RECORDS TO USE
//! Whole-file table loading for `join` and `stack`.

use std::path::Path;

use tranfi_core::dag::{CsvDecodeArgs, LineDecodeArgs, OpSpec};
use tranfi_core::error::RowError;
use tranfi_core::row::Row;

use crate::buf::bounded_from_path;
use crate::codec::{decoder_for, Decoder};
use crate::error::{Error, Result};

const READ_CHUNK: usize = 64 * 1024;

/// Decode every row of `path`.
///
/// `.jsonl`/`.ndjson` files are read as JSON Lines, `.tsv` as tab-separated,
/// anything else as comma-separated CSV with a header.
pub fn read_table<P: AsRef<Path>>(path: P) -> Result<(Vec<Row>, Vec<RowError>)> {
    let path = path.as_ref();
    let mut decoder = decoder_for_path(path)?;

    let mut reader = bounded_from_path(path, READ_CHUNK)
        .map_err(|e| Error::Codec(format!("cannot open '{}': {e}", path.display())))?;
    let mut rows = Vec::new();
    let mut errors = Vec::new();
    reader.for_each_chunk(|chunk| decoder.push(chunk, &mut rows, &mut errors))?;
    decoder.flush(&mut rows, &mut errors)?;

    #[cfg(feature = "tracing")]
    tracing::debug!(path = %path.display(), rows = rows.len(), "loaded lookup table");

    Ok((rows, errors))
}

fn decoder_for_path(path: &Path) -> Result<Box<dyn Decoder>> {
    let ext = path
        .extension()
        .and_then(|e| e.to_str())
        .map(str::to_ascii_lowercase);
    let spec = match ext.as_deref() {
        Some("jsonl" | "ndjson") => OpSpec::JsonlDecode(LineDecodeArgs::default()),
        Some("tsv") => OpSpec::CsvDecode(CsvDecodeArgs {
            delimiter: '\t',
            ..csv_args()
        }),
        _ => OpSpec::CsvDecode(csv_args()),
    };
    decoder_for(&spec).ok_or_else(|| Error::Codec(format!("no decoder for '{}'", path.display())))
}

fn csv_args() -> CsvDecodeArgs {
    CsvDecodeArgs {
        delimiter: ',',
        header: true,
        batch_size: None,
        repair: true,
    }
}
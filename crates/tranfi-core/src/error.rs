use thiserror::Error;

/// Canonical result for core.
pub type Result<T> = std::result::Result<T, Error>;

#[derive(Debug, Error)]
pub enum Error {
    #[error("invalid configuration: {0}")]
    Config(String),

    #[error("schema error: {0}")]
    Schema(String),

    /// Plan validation: unknown op, bad arguments, codec placement.
    #[error("{0}")]
    Plan(String),

    #[error("expression error: {0}")]
    Expr(String),

    #[error("hashing error: {0}")]
    Hash(String),

    #[error("internal invariant failed: {0}")]
    Invariant(String),
}

impl From<serde_json::Error> for Error {
    fn from(e: serde_json::Error) -> Self {
        Error::Plan(format!("invalid plan JSON: {e}"))
    }
}

impl From<serde_yaml::Error> for Error {
    fn from(e: serde_yaml::Error) -> Self {
        Error::Plan(format!("invalid plan YAML: {e}"))
    }
}

/// A non-fatal, per-row problem. Written to the errors channel as one JSON
/// line; the pipeline keeps going.
#[derive(Debug, Clone, PartialEq)]
pub struct RowError {
    pub op: String,
    pub message: String,
    pub row: Option<u64>,
}

impl RowError {
    pub fn new(op: impl Into<String>, message: impl Into<String>) -> Self {
        Self {
            op: op.into(),
            message: message.into(),
            row: None,
        }
    }

    pub fn at_row(mut self, row: u64) -> Self {
        self.row = Some(row);
        self
    }

    /// `{"op":..,"error":..}` plus `"row":n` when known.
    pub fn to_json_line(&self) -> String {
        let quote = |s: &str| serde_json::Value::String(s.to_string()).to_string();
        let mut line = format!("{{\"op\":{},\"error\":{}", quote(&self.op), quote(&self.message));
        if let Some(r) = self.row {
            line.push_str(&format!(",\"row\":{r}"));
        }
        line.push_str("}\n");
        line
    }
}

#[cfg(test)]
mod tests {
    use super::*;

    #[test]
    fn row_error_line() {
        let e = RowError::new("select", "column 'x' not found");
        assert_eq!(
            e.to_json_line(),
            "{\"op\":\"select\",\"error\":\"column 'x' not found\"}\n"
        );
        assert!(e.at_row(3).to_json_line().contains("\"row\":3"));
    }
}
use rand::rngs::StdRng;
use rand::{Rng, SeedableRng};

/// Fixed-size uniform sample of text values (Algorithm R). The generator has
/// a fixed seed, so the same column always yields the same sample.
#[derive(Debug, Clone)]
pub struct TextReservoir {
    items: Vec<String>,
    seen: u64,
    rng: StdRng,
}

pub const RESERVOIR_SIZE: usize = 10;
const SEED: u64 = 0x1234_5678_dead_beef;

impl Default for TextReservoir {
    fn default() -> Self {
        Self {
            items: Vec::with_capacity(RESERVOIR_SIZE),
            seen: 0,
            rng: StdRng::seed_from_u64(SEED),
        }
    }
}

impl TextReservoir {
    pub fn push(&mut self, text: String) {
        self.seen += 1;
        if self.items.len() < RESERVOIR_SIZE {
            self.items.push(text);
            return;
        }
        let j = self.rng.gen_range(0..self.seen);
        if let Some(slot) = usize::try_from(j).ok().and_then(|j| self.items.get_mut(j)) {
            *slot = text;
        }
    }

    pub fn is_empty(&self) -> bool {
        self.items.is_empty()
    }

    pub fn joined(&self) -> String {
        self.items.join(";")
    }
}

#[cfg(test)]
mod tests {
    use super::*;

    #[test]
    fn keeps_everything_when_small() {
        let mut r = TextReservoir::default();
        assert!(r.is_empty());
        r.push("a".into());
        r.push("b".into());
        assert_eq!(r.joined(), "a;b");
    }

    #[test]
    fn bounded_and_reproducible() {
        let fill = || {
            let mut r = TextReservoir::default();
            (0..1000).for_each(|i| r.push(i.to_string()));
            r.joined()
        };
        let a = fill();
        assert_eq!(a.split(';').count(), RESERVOIR_SIZE);
        assert_eq!(a, fill());
        // Later values do get in.
        assert!(a.split(';').any(|v| v.parse::<u32>().is_ok_and(|n| n >= 10)), "{a}");
    }
}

EXERCISE REQUIREMENTS
Copy exactly, please, the span of lines that begins at the line with "pub fn is_empty(&self)" and ends at the last line of the data, both included.

EXERCISE SOLUTION
    pub fn is_empty(&self) -> bool {
        self.items.is_empty()
    }

    pub fn joined(&self) -> String {
        self.items.join(";")
    }
}

#[cfg(test)]
mod tests {
    use super::*;

    #[test]
    fn keeps_everything_when_small() {
        let mut r = TextReservoir::default();
        assert!(r.is_empty());
        r.push("a".into());
        r.push("b".into());
        assert_eq!(r.joined(), "a;b");
    }

    #[test]
    fn bounded_and_reproducible() {
        let fill = || {
            let mut r = TextReservoir::default();
            (0..1000).for_each(|i| r.push(i.to_string()));
            r.joined()
        };
        let a = fill();
        assert_eq!(a.split(';').count(), RESERVOIR_SIZE);
        assert_eq!(a, fill());
        // Later values do get in.
        assert!(a.split(';').any(|v| v.parse::<u32>().is_ok_and(|n| n >= 10)), "{a}");
    }
}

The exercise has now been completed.